Cyclic correlation density decomposition based on a sparse and low-rank model for weak fault feature extraction of rolling bearings

The weak fault feature extraction of rolling element bearings is of critical interest for fault diagnosis. The initial fault is always very weak and buried in high background noise, making it extremely hard to extract the fault feature. Thus, it is essential to correctly extract the weak fault feature of the rolling bearings. A weak fault feature extraction approach using Cyclic correlation density decomposition based on the sparse and low-rank model is proposed in this article. According to the cyclic statistical properties of the fault-bearing signal, the Fast Spectral Correlation (Fast-SC) algorithm is employed to obtain the Cyclic Spectral Density (CSD). It is founded that the CSD of periodic impulse exhibits a high degree of sparsity. Then, the sparsity is exploited into the sparse and low-rank decomposition model to extract the fault features. The CSD is decomposed into two components with the Robust Principal Component Analysis (RPCA) algorithm. The sparse component corresponds to the periodic fault impulse, while the low-rank component represents interference.
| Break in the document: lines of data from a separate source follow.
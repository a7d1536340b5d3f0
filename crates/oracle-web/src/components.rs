//! UI Components

use leptos::prelude::*;

/// Scroll offset (px) past which the navbar condenses
const SCROLL_THRESHOLD: f64 = 50.0;

/// Footer copyright line
pub const COPYRIGHT: &str = "© 2025. Crafted by Gemini.";

/// Navbar classes for the current scroll position
pub fn nav_class(scrolled: bool) -> &'static str {
    if scrolled {
        "fixed top-0 w-full z-50 transition-all duration-500 py-4 bg-black/50 backdrop-blur-md border-b border-white/5"
    } else {
        "fixed top-0 w-full z-50 transition-all duration-500 py-8 bg-transparent"
    }
}

#[component]
pub fn Navbar() -> impl IntoView {
    let (scrolled, set_scrolled) = signal(false);

    let _ = window_event_listener(leptos::ev::scroll, move |_| {
        let y = window().scroll_y().unwrap_or(0.0);
        set_scrolled.set(y > SCROLL_THRESHOLD);
    });

    view! {
        <nav class=move || nav_class(scrolled.get())>
            <div class="container mx-auto px-6 flex justify-between items-center">
                <div class="serif text-2xl font-bold tracking-widest text-white">
                    "CENTI"<span class="text-gray-500">"-"</span>"TENKA"
                </div>
                <div class="hidden md:flex space-x-8 text-sm uppercase tracking-widest text-gray-400">
                    <a href="#philosophy" class="hover:text-white transition-colors">"Philosophy"</a>
                    <a href="#gallery" class="hover:text-white transition-colors">"Works"</a>
                    <a href="#oracle" class="hover:text-white transition-colors">"Oracle"</a>
                </div>
            </div>
        </nav>
    }
}

#[component]
pub fn Footer() -> impl IntoView {
    view! {
        <footer class="py-12 border-t border-white/5 bg-black text-center">
            <div class="serif text-lg text-white mb-4">"CENTI-TENKA"</div>
            <p class="text-xs text-gray-600 uppercase tracking-widest">
                {COPYRIGHT}
            </p>
        </footer>
    }
}

// Icons

#[component]
pub fn ArrowRight(#[prop(optional)] class: &'static str) -> impl IntoView {
    view! {
        <svg class=class xmlns="http://www.w3.org/2000/svg" width="24" height="24" viewBox="0 0 24 24"
            fill="none" stroke="currentColor" stroke-width="2" stroke-linecap="round" stroke-linejoin="round">
            <path d="M5 12h14" />
            <path d="m12 5 7 7-7 7" />
        </svg>
    }
}

#[component]
pub fn Star() -> impl IntoView {
    view! {
        <svg xmlns="http://www.w3.org/2000/svg" width="24" height="24" viewBox="0 0 24 24"
            fill="none" stroke="currentColor" stroke-width="1" stroke-linecap="round" stroke-linejoin="round">
            <polygon points="12 2 15.09 8.26 22 9.27 17 14.14 18.18 21.02 12 17.77 5.82 21.02 7 14.14 2 9.27 8.91 8.26 12 2" />
        </svg>
    }
}

#[component]
pub fn Sparkles(#[prop(optional)] class: &'static str) -> impl IntoView {
    view! {
        <svg class=class xmlns="http://www.w3.org/2000/svg" width="24" height="24" viewBox="0 0 24 24"
            fill="none" stroke="currentColor" stroke-width="1.5" stroke-linecap="round" stroke-linejoin="round">
            <path d="m12 3-1.912 5.813a2 2 0 0 1-1.275 1.275L3 12l5.813 1.912a2 2 0 0 1 1.275 1.275L12 21l1.912-5.813a2 2 0 0 1 1.275-1.275L21 12l-5.813-1.912a2 2 0 0 1-1.275-1.275L12 3Z" />
            <path d="M5 3v4" />
            <path d="M9 5H5" />
            <path d="M19 17v4" />
            <path d="M15 19h4" />
        </svg>
    }
}

/// Spinning busy indicator
#[component]
pub fn Loader(#[prop(optional)] class: &'static str) -> impl IntoView {
    let class = format!("animate-spin {class}");

    view! {
        <svg class=class xmlns="http://www.w3.org/2000/svg" width="24" height="24" viewBox="0 0 24 24"
            fill="none" stroke="currentColor" stroke-width="2" stroke-linecap="round" stroke-linejoin="round">
            <path d="M21 12a9 9 0 1 1-6.219-8.56" />
        </svg>
    }
}
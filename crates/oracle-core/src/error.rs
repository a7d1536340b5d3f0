//! Error Types

use thiserror::Error;

/// Result type alias for oracle operations
pub type Result<T> = std::result::Result<T, OracleError>;

/// Message shown to the visitor for every failed consultation
pub const DISRUPTED_MESSAGE: &str = "The connection to the ether is disrupted. (Check API Key)";

/// Oracle error types
///
/// The variants exist for diagnostics only. Every one of them collapses to
/// [`DISRUPTED_MESSAGE`] when shown to a visitor.
#[derive(Error, Debug)]
pub enum OracleError {
    /// LLM provider returned an error response
    #[error("Provider error: {0}")]
    Provider(String),

    /// Provider unreachable (DNS, connect, TLS, reset)
    #[error("Provider unavailable: {0}")]
    Unavailable(String),

    /// Missing or rejected credential
    #[error("Authentication failed: {0}")]
    Auth(String),

    /// Provider quota exhausted
    #[error("Rate limited: {0}")]
    RateLimited(String),

    /// Response body could not be understood
    #[error("Parse error: {0}")]
    Parse(String),

    /// Configuration error
    #[error("Configuration error: {0}")]
    Config(String),

    /// JSON serialization error
    #[error("JSON error: {0}")]
    Json(#[from] serde_json::Error),

    /// Other/unknown error
    #[error("{0}")]
    Other(String),
}

impl OracleError {
    /// Short label for log fields
    pub const fn kind(&self) -> &'static str {
        match self {
            Self::Provider(_) => "provider",
            Self::Unavailable(_) => "unavailable",
            Self::Auth(_) => "auth",
            Self::RateLimited(_) => "rate_limited",
            Self::Parse(_) => "parse",
            Self::Config(_) => "config",
            Self::Json(_) => "json",
            Self::Other(_) => "other",
        }
    }

    /// Convert to the visitor-facing message.
    ///
    /// Identical for every variant; the cause only ever reaches the logs.
    pub const fn user_message(&self) -> &'static str {
        DISRUPTED_MESSAGE
    }
}

impl From<anyhow::Error> for OracleError {
    fn from(err: anyhow::Error) -> Self {
        Self::Other(err.to_string())
    }
}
It is noteworthy that the decomposed sparse component exhibits high resolution and high sparsity, which means the bearing fault features can be revealed clearly and accurately. Finally, the rolling bearing fault feature is detected effectively by the Enhanced Envelope Spectrum (EES). Both simulation fault signal and experimental data are analyzed to verify the proposed method's performance. A Frequency Component Indicator (FCI) and a Relative Indicator Gain (RIG) are constructed to quantify the comparison of the extraction results. The RIG of the proposed method relative to the envelope spectrum is more than 10 dB in the simulated bearing signal with a low SNR of-10 dB, and more than 6 dB in the experimental case. These results validate that the proposed method can extract weak fault features more effectively than some existing methods.